*** Opening of LISTED ENTRIES ***

impl ProductListController {
    /// Create an idle controller. Nothing is fetched until the first
    /// refresh.
    #[must_use]
    pub fn new(api: ApiClient) -> Self {
        Self {
            inner: Arc::new(ListInner {
                api,
                state: RwLock::new(ListState::default()),
                notices: Mutex::new(NoticeQueue::default()),
                generation: AtomicU64::new(0),
            }),
        }
    }

    // =========================================================================
    // View accessors
    // =========================================================================

    /// Current request lifecycle phase.
    pub async fn phase(&self) -> ListPhase {
        self.inner.state.read().await.phase
    }

    /// The current page of products.
    pub async fn products(&self) -> Vec<AdminProduct> {
        self.inner.state.read().await.products.clone()
    }

    /// The active filter set.
    pub async fn filters(&self) -> ListFilters {
        self.inner.state.read().await.filters.clone()
    }

    /// Pagination metadata from the last successful fetch.
    pub async fn pagination(&self) -> (u32, u64) {
        let state = self.inner.state.read().await;
        (state.total_pages, state.total_products)
    }

    /// Aggregate stats from the last successful stats fetch.
    pub async fn stats(&self) -> Option<ProductStats> {
        self.inner.state.read().await.stats.clone()
    }

    /// Drain pending notices, oldest first.
    pub async fn take_notices(&self) -> Vec<Notice> {
        self.inner.notices.lock().await.take()
    }

    // =========================================================================
    // Filters and search
    // =========================================================================

    /// Feed a search box keystroke at time `now`.
    ///
    /// Nothing is fetched yet; the value sits in the debouncer until
    /// [`Self::poll_search`] observes its deadline passing. A newer
    /// keystroke supersedes an unfired one.
    pub async fn set_search_input(&self, text: &str, now: Instant) {
        self.inner.state.write().await.debouncer.input(text, now);
    }

    /// Fire the debounced search if its window has elapsed at `now`.
    ///
    /// On fire, the search term is applied, the page resets to 1, and the
    /// list refreshes. Returns whether a search fired.
    pub async fn poll_search(&self, now: Instant) -> bool {
        let fired = {
            let mut state = self.inner.state.write().await;
            match state.debouncer.fire(now) {
                Some(term) => {
                    state.filters.search = term;
                    state.filters.page = 1;
                    true
                }
                None => false,
            }
        };
        if fired {
            self.refresh().await;
        }
        fired
    }

    /// Set the category facet and refresh.
    pub async fn set_category(&self, category: Option<String>) {
        {
            let mut state = self.inner.state.write().await;
            state.filters.category = category;
            state.filters.page = 1;
        }
        self.refresh().await;
    }

    /// Set the availability facet and refresh.
    pub async fn set_availability(&self, availability: Option<Availability>) {
        {
            let mut state = self.inner.state.write().await;
            state.filters.availability = availability;
            state.filters.page = 1;
        }
        self.refresh().await;
    }

    /// Set the status facet and refresh.
    pub async fn set_status(&self, status: StatusFilter) {
        {
            let mut state = self.inner.state.write().await;
            state.filters.status = status;
            state.filters.page = 1;
        }
        self.refresh().await;
    }

    /// Jump to a page and refresh.
    pub async fn set_page(&self, page: u32) {
        {
            let mut state = self.inner.state.write().await;
            state.filters.page = page.max(1);
        }
        self.refresh().await;
    }

    /// Reset every facet, drop any pending search, and refresh.
    pub async fn clear_filters(&self) {
        {
            let mut state = self.inner.state.write().await;
            state.filters = ListFilters::default();
            state.debouncer.cancel();
        }
        self.refresh().await;
    }

    // =========================================================================
    // Fetching
    // =========================================================================

    /// Fetch the current page.
    ///
    /// Takes a generation ticket; if another refresh starts before this
    /// one's response lands, the response is discarded and the newer fetch
    /// owns the state. A failed fetch flips the phase to
    /// [`ListPhase::Error`], pushes a notice, and keeps the previous list.
    #[instrument(skip(self))]
    pub async fn refresh(&self) {
        let generation = self.inner.generation.fetch_add(1, Ordering::SeqCst) + 1;

        let params = {
            let mut state = self.inner.state.write().await;
            state.phase = ListPhase::Loading;
            state.filters.query_params()
        };

        let result: Result<ProductPage, _> =
            self.inner.api.get_query("/admin/products", &params).await;

        let mut state = self.inner.state.write().await;
        if self.inner.generation.load(Ordering::SeqCst) != generation {
            debug!(generation, "Discarding superseded product list response");
            return;
        }

        match result {
            Ok(page) => {
                state.products = page.products;
                state.total_pages = page.total_pages;
                state.total_products = page.total;
                state.phase = ListPhase::Loaded;
            }
            Err(e) => {
                warn!(error = %e, "Product list fetch failed");
                state.phase = ListPhase::Error;
                drop(state);
                self.notify(Notice::error(e.to_string())).await;
            }
        }
    }

    /// Fetch the aggregate stats. Failures only log; the stats cards keep
    /// their previous values.
    #[instrument(skip(self))]
    pub async fn refresh_stats(&self) {
        match self.inner.api.get::<StatsResponse>("/admin/stats").await {
            Ok(response) => {
                self.inner.state.write().await.stats = Some(response.stats);
            }
            Err(e) => {
                warn!(error = %e, "Stats fetch failed");
            }
        }
    }

    // =========================================================================
    // Selection
    // =========================================================================

    /// Toggle one product in the multi-selection.
    pub async fn toggle_select(&self, id: &AdminProductId) {
        let mut state = self.inner.state.write().await;
        if !state.selected.remove(id) {
            state.selected.insert(id.clone());
        }
    }

    /// Select every product on the current page, or clear the selection if
    /// everything is already selected.
    pub async fn toggle_select_all(&self) {
        let mut state = self.inner.state.write().await;
        if state.selected.len() == state.products.len() {
            state.selected.clear();
        } else {
            state.selected = state.products.iter().map(|p| p.id.clone()).collect();
        }
    }

    /// Whether a product is selected.
    pub async fn is_selected(&self, id: &AdminProductId) -> bool {
        self.inner.state.read().await.selected.contains(id)
    }

    /// The selected product ids.
    pub async fn selected(&self) -> Vec<AdminProductId> {
        self.inner
            .state
            .read()
            .await
            .selected
            .iter()
            .cloned()
            .collect()
    }

    // =========================================================================
    // Mutations
    // =========================================================================

    /// Delete one product.
    ///
    /// The caller is expected to have confirmed with the user first; the
    /// deletion is never optimistic, and list and stats are re-fetched only
    /// after the backend confirms.
    #[instrument(skip(self), fields(id = %id))]
    pub async fn delete_product(&self, id: &AdminProductId) {
        match self
            .inner
            .api
            .delete::<serde_json::Value>(&format!("/admin/products/{id}"))
            .await
        {
            Ok(_) => {
                self.notify(Notice::success("Product deleted successfully"))
                    .await;
                self.refresh().await;
                self.refresh_stats().await;
            }
            Err(e) => {
                self.notify(Notice::error(e.to_string())).await;
            }
        }
    }

    /// Apply a status to the current selection via one batched call.
    #[instrument(skip(self))]
    pub async fn bulk_status(&self, status: BulkStatus) {
        let selected = self.selected().await;
        if selected.is_empty() {
            self.notify(Notice::error("No products selected")).await;
            return;
        }

        let request = BulkStatusRequest {
            product_ids: &selected,
            status,
        };
        match self
            .inner
            .api
            .patch::<serde_json::Value>("/admin/products/bulk-status", &request)
            .await
        {
            Ok(_) => {
                self.finish_bulk_action().await;
            }
            Err(e) => {
                self.notify(Notice::error(e.to_string())).await;
            }
        }
    }

    /// Delete the current selection: one request per id, issued
    /// concurrently. A batched endpoint would be a backend enhancement;
    /// the console tolerates the N calls.
    #[instrument(skip(self))]
    pub async fn bulk_delete(&self) {
        let selected = self.selected().await;
        if selected.is_empty() {
            self.notify(Notice::error("No products selected")).await;
            return;
        }

        let deletes = selected.iter().map(|id| {
            self.inner
                .api
                .delete::<serde_json::Value>(&format!("/admin/products/{id}"))
        });
        let results = join_all(deletes).await;

        if let Some(e) = results.into_iter().find_map(Result::err) {
            self.notify(Notice::error(e.to_string())).await;
            return;
        }

        self.finish_bulk_action().await;
    }

    /// Export the currently filtered products as CSV.
    ///
    /// Pagination does not apply; the export covers every matching product.
    /// The caller writes the content wherever it wants, under the suggested
    /// filename.
    ///
    /// # Errors
    ///
    /// Returns the normalized backend error if the export request fails.
    #[instrument(skip(self))]
    pub async fn export_csv(&self) -> Result<CsvExport, AdminError> {
        let params = self.inner.state.read().await.filters.export_params();
        let content = self
            .inner
            .api
            .get_text("/admin/products/export", &params)
            .await?;

        let filename = format!("products_{}.csv", chrono::Utc::now().format("%Y-%m-%d"));
        Ok(CsvExport { filename, content })
    }

    async fn finish_bulk_action(&self) {
        self.notify(Notice::success("Bulk action completed successfully"))
            .await;
        self.inner.state.write().await.selected.clear();
        self.refresh().await;
        self.refresh_stats().await;
    }

    async fn notify(&self, notice: Notice) {
        self.inner.notices.lock().await.push(notice);
    }
}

*** Close of LISTED ENTRIES ***

→ **DESCRIPTION OF THE TASK**:
Restate word for word the entries above, starting at the line with "passing. A newer" and ending at the line with "state.filters.search = term;", inclusive, and no others.

→ **RESPONSE BELOW**:
    /// [`Self::poll_search`] observes its deadline passing. A newer
    /// keystroke supersedes an unfired one.
    pub async fn set_search_input(&self, text: &str, now: Instant) {
        self.inner.state.write().await.debouncer.input(text, now);
    }

    /// Fire the debounced search if its window has elapsed at `now`.
    ///
    /// On fire, the search term is applied, the page resets to 1, and the
    /// list refreshes. Returns whether a search fired.
    pub async fn poll_search(&self, now: Instant) -> bool {
        let fired = {
            let mut state = self.inner.state.write().await;
            match state.debouncer.fire(now) {
                Some(term) => {
                    state.filters.search = term;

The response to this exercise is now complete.